EXERCISE: Take each line of the records below that contains the string "Result" and copy it.

MATERIAL TO PROCESS:
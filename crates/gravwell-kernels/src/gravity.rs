//! Gravity particle simulation.
//!
//! Every particle is pulled toward a pointer (attractor) position. Positions
//! and colors live in shared vertex buffers the rasterizer draws from;
//! velocities live in a host vector that is either aliased by the device
//! (zero-copy) or uploaded once at load.

use crate::shaders;
use gravwell_core::{
    Error, ErrorCode, Float4, FrameEvents, HostArgs, HostEntry, HostVec, MemAccess,
    ProgramSource, Result,
};
use gravwell_runtime::{
    BufferInit, ComputeBuffer, DeviceBundle, GraphicsContext, KernelModule, SharedBuffer,
};

/// Parameter slot of the position buffer.
pub const POSITION: u32 = 0;
/// Parameter slot of the velocity buffer.
pub const VELOCITY: u32 = 1;
/// Parameter slot of the color buffer.
pub const COLOR: u32 = 2;
/// Parameter slot of the pointer value.
pub const POINTER: u32 = 3;

/// Pointer position before any input arrives.
pub const DEFAULT_POINTER: Float4 = Float4::new(0.0, 0.0, -1.0, 1.0);

/// Constants of the simulation step. The WGSL program hard-codes the same
/// values.
#[derive(Debug, Clone, Copy, PartialEq)]
pub struct GravityParams {
    /// Velocity retained per step.
    pub friction: f32,
    /// Acceleration toward the pointer at zero distance.
    pub pull: f32,
    /// Cap on the normalized distance.
    pub max_distance: f32,
}

impl GravityParams {
    pub const DEFAULT: GravityParams = GravityParams {
        friction: 0.99,
        pull: 0.000918,
        max_distance: 0.9,
    };
}

impl Default for GravityParams {
    fn default() -> Self {
        Self::DEFAULT
    }
}

/// One particle.
#[derive(Debug, Clone, Copy, PartialEq)]
pub struct Particle {
    pub position: Float4,
    pub velocity: Float4,
    pub color: Float4,
}

impl GravityParams {
    /// Advance one particle by one step.
    pub fn step(&self, particle: Particle, pointer: Float4) -> Particle {
        let d = pointer - particle.position;
        // 2.0 is the largest distance inside [-1, 1]^2
        let l = (d.length() / 2.0).min(self.max_distance);
        let dn = d.normalize_or_zero();

        let mut velocity = particle.velocity * self.friction;
        velocity = velocity + dn * (self.pull * (1.0 - l * l));

        let mut position = particle.position + velocity;
        position.w = 1.0;

        let mut color = particle.color;
        color.x = (2.0 + position.z) * 0.5;

        Particle {
            position,
            velocity,
            color,
        }
    }
}

fn gravity_host(gid: usize, args: &mut HostArgs) -> Result<()> {
    let pointer: Float4 = args.value(POINTER as usize)?;
    let particle = Particle {
        position: args.load(POSITION as usize, gid)?,
        velocity: args.load(VELOCITY as usize, gid)?,
        color: args.load(COLOR as usize, gid)?,
    };
    let next = GravityParams::DEFAULT.step(particle, pointer);
    args.store(POSITION as usize, gid, next.position)?;
    args.store(VELOCITY as usize, gid, next.velocity)?;
    args.store(COLOR as usize, gid, next.color)
}

const SOURCE: ProgramSource = ProgramSource {
    label: "gravity",
    text: shaders::GRAVITY,
    host: &[HostEntry {
        name: "gravity",
        params: 4,
        func: gravity_host,
    }],
};

/// How the velocity vector reaches the device.
#[derive(Debug, Clone, Copy, PartialEq, Eq, Default)]
pub enum TransferPolicy {
    /// The device buffer references the host vector directly; no upload event.
    #[default]
    ZeroCopy,
    /// A plain device buffer plus one asynchronous upload at load.
    Upload,
}

/// The gravity kernel module.
#[derive(Debug, Clone, Copy)]
pub struct Gravity {
    pub transfer: TransferPolicy,
    pub workgroup_size: u32,
}

impl Default for Gravity {
    fn default() -> Self {
        Self {
            transfer: TransferPolicy::default(),
            workgroup_size: shaders::DEFAULT_WORKGROUP_SIZE,
        }
    }
}

impl Gravity {
    pub fn with_transfer(transfer: TransferPolicy) -> Self {
        Self {
            transfer,
            ..Self::default()
        }
    }
}

#[derive(Debug)]
struct Views {
    positions: ComputeBuffer,
    /// Bound to the kernel at load; only held so the buffer outlives it.
    _velocities: ComputeBuffer,
    colors: ComputeBuffer,
    count: usize,
}

/// Per-instance data of the gravity module.
#[derive(Debug)]
pub struct GravityPayload {
    positions: SharedBuffer<Float4>,
    colors: SharedBuffer<Float4>,
    velocities: HostVec<Float4>,
    /// Attractor position, mutated by input handlers between frames.
    pub pointer: Float4,
    events: FrameEvents,
    views: Option<Views>,
}

impl GravityPayload {
    /// Create the shared buffers from initial data.
    ///
    /// `velocities` is shared with the caller: both sides see the same
    /// memory. It must not be written while a frame is in flight.
    ///
    /// # Errors
    /// `INVALID_BUFFER_SIZE` if the three inputs differ in length or are empty.
    pub fn new(
        gfx: &GraphicsContext,
        positions: &[Float4],
        velocities: HostVec<Float4>,
        colors: &[Float4],
    ) -> Result<Self> {
        if positions.len() != colors.len() || velocities.len() != colors.len() {
            return Err(Error::device("gravity_payload", ErrorCode::InvalidBufferSize));
        }
        Ok(Self {
            positions: SharedBuffer::new(gfx, "gravity_positions", positions)?,
            colors: SharedBuffer::new(gfx, "gravity_colors", colors)?,
            velocities,
            pointer: DEFAULT_POINTER,
            events: FrameEvents::default(),
            views: None,
        })
    }

    pub fn len(&self) -> usize {
        self.colors.len()
    }

    pub fn is_empty(&self) -> bool {
        self.colors.is_empty()
    }

    pub fn positions(&self) -> &SharedBuffer<Float4> {
        &self.positions
    }

    pub fn colors(&self) -> &SharedBuffer<Float4> {
        &self.colors
    }

    pub fn velocities(&self) -> &HostVec<Float4> {
        &self.velocities
    }

    /// Events of the last load and frame.
    pub fn events(&self) -> &FrameEvents {
        &self.events
    }

    pub fn is_loaded(&self) -> bool {
        self.views.is_some()
    }
}

impl KernelModule for Gravity {
    type Payload = GravityPayload;

    fn source(&self) -> ProgramSource {
        SOURCE
    }

    fn build_options(&self) -> String {
        shaders::workgroup_options(self.workgroup_size)
    }

    fn entry_point(&self) -> &'static str {
        "gravity"
    }

    fn load(&self, bundle: &mut DeviceBundle, payload: &mut GravityPayload) -> Result<()> {
        payload.views = None;
        payload.events = FrameEvents::default();

        bundle.graphics_finish()?;
        bundle.queue().finish()?;

        let positions = bundle.create_from_graphics(&payload.positions, MemAccess::ReadWrite)?;
        let colors = bundle.create_from_graphics(&payload.colors, MemAccess::ReadWrite)?;

        let bytes = payload.velocities.len() * std::mem::size_of::<Float4>();
        let velocities = match self.transfer {
            TransferPolicy::ZeroCopy => bundle.create_buffer(
                bytes,
                MemAccess::ReadWrite,
                BufferInit::UseHost(payload.velocities.region()),
            )?,
            TransferPolicy::Upload => {
                let buffer = bundle.create_buffer(bytes, MemAccess::ReadWrite, BufferInit::Empty)?;
                let transfer = bundle.queue().write(
                    buffer.id(),
                    bytemuck::cast_slice(payload.velocities.read().as_slice()),
                    &[],
                )?;
                payload.events.transfer = Some(transfer);
                buffer
            }
        };

        let kernel = bundle.kernel();
        kernel.set_buffer(POSITION, &positions)?;
        kernel.set_buffer(VELOCITY, &velocities)?;
        kernel.set_buffer(COLOR, &colors)?;

        let count = payload.colors.len();
        tracing::info!(particles = count, transfer = ?self.transfer, "gravity payload loaded");
        payload.views = Some(Views {
            positions,
            _velocities: velocities,
            colors,
            count,
        });
        Ok(())
    }

    fn exec(&self, bundle: &mut DeviceBundle, payload: &mut GravityPayload) -> Result<()> {
        let views = payload.views.as_ref().ok_or(Error::NotLoaded("gravity"))?;
        payload.events.begin_frame();

        bundle.graphics_finish()?;

        let kernel = bundle.kernel();
        kernel.set_value(POINTER, &payload.pointer)?;

        let queue = bundle.queue();
        let acquired = queue.acquire(&[views.positions.id(), views.colors.id()], &[])?;
        payload.events.acquire = Some(acquired.event());
        queue.wait(&[acquired.event()])?;

        let exec = queue.dispatch(kernel.id(), views.count, &payload.events.dispatch_wait_list())?;
        payload.events.exec = Some(exec);

        let release = acquired.release(&[exec])?;
        payload.events.release = Some(release);
        queue.flush()?;
        queue.wait(&[release])?;

        tracing::debug!(
            particles = views.count,
            pointer = ?payload.pointer.to_array(),
            "gravity frame complete"
        );
        Ok(())
    }
}

#[cfg(test)]
mod tests {
    use super::*;

    #[test]
    fn test_step_pulls_toward_pointer() {
        let particle = Particle {
            position: Float4::point(0.5, 0.0, 0.0),
            velocity: Float4::ZERO,
            color: Float4::new(1.0, 0.0, 0.0, 1.0),
        };
        let next = GravityParams::DEFAULT.step(particle, Float4::point(0.0, 0.0, 0.0));

        // d = (-0.5, 0, 0, 0), l = 0.25
        let expected = 0.000918 * (1.0 - 0.25 * 0.25);
        assert!((next.velocity.x + expected).abs() < 1e-9);
        assert!((next.position.x - (0.5 - expected)).abs() < 1e-7);
        assert_eq!(next.position.w, 1.0);
        assert_eq!(next.color.x, 1.0);
    }

    #[test]
    fn test_step_at_pointer_keeps_position() {
        let particle = Particle {
            position: Float4::point(0.1, 0.2, 0.3),
            velocity: Float4::ZERO,
            color: Float4::ZERO,
        };
        let next = GravityParams::DEFAULT.step(particle, particle.position);
        assert_eq!(next.position, particle.position);
        assert!((next.color.x - 1.15).abs() < 1e-6);
    }

    #[test]
    fn test_distance_is_capped() {
        let particle = Particle {
            position: Float4::point(-1.0, -1.0, 0.0),
            velocity: Float4::ZERO,
            color: Float4::ZERO,
        };
        let next = GravityParams::DEFAULT.step(particle, Float4::point(1.0, 1.0, 1.0));
        // l = min(3 / 2, 0.9) = 0.9
        let speed = next.velocity.length();
        assert!((speed - 0.000918 * (1.0 - 0.81)).abs() < 1e-8);
    }

    #[test]
    fn test_shader_matches_params() {
        let params = GravityParams::DEFAULT;
        for literal in [params.friction, params.pull, params.max_distance] {
            assert!(shaders::GRAVITY.contains(&format!("{literal}")));
        }
    }

    #[test]
    fn test_build_options() {
        assert_eq!(Gravity::default().build_options(), "-D WORKGROUP_SIZE=64");
    }
}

YOUR SOLUTION:
    ProgramSource, Result,
fn gravity_host(gid: usize, args: &mut HostArgs) -> Result<()> {
    ) -> Result<Self> {
    fn load(&self, bundle: &mut DeviceBundle, payload: &mut GravityPayload) -> Result<()> {
    fn exec(&self, bundle: &mut DeviceBundle, payload: &mut GravityPayload) -> Result<()> {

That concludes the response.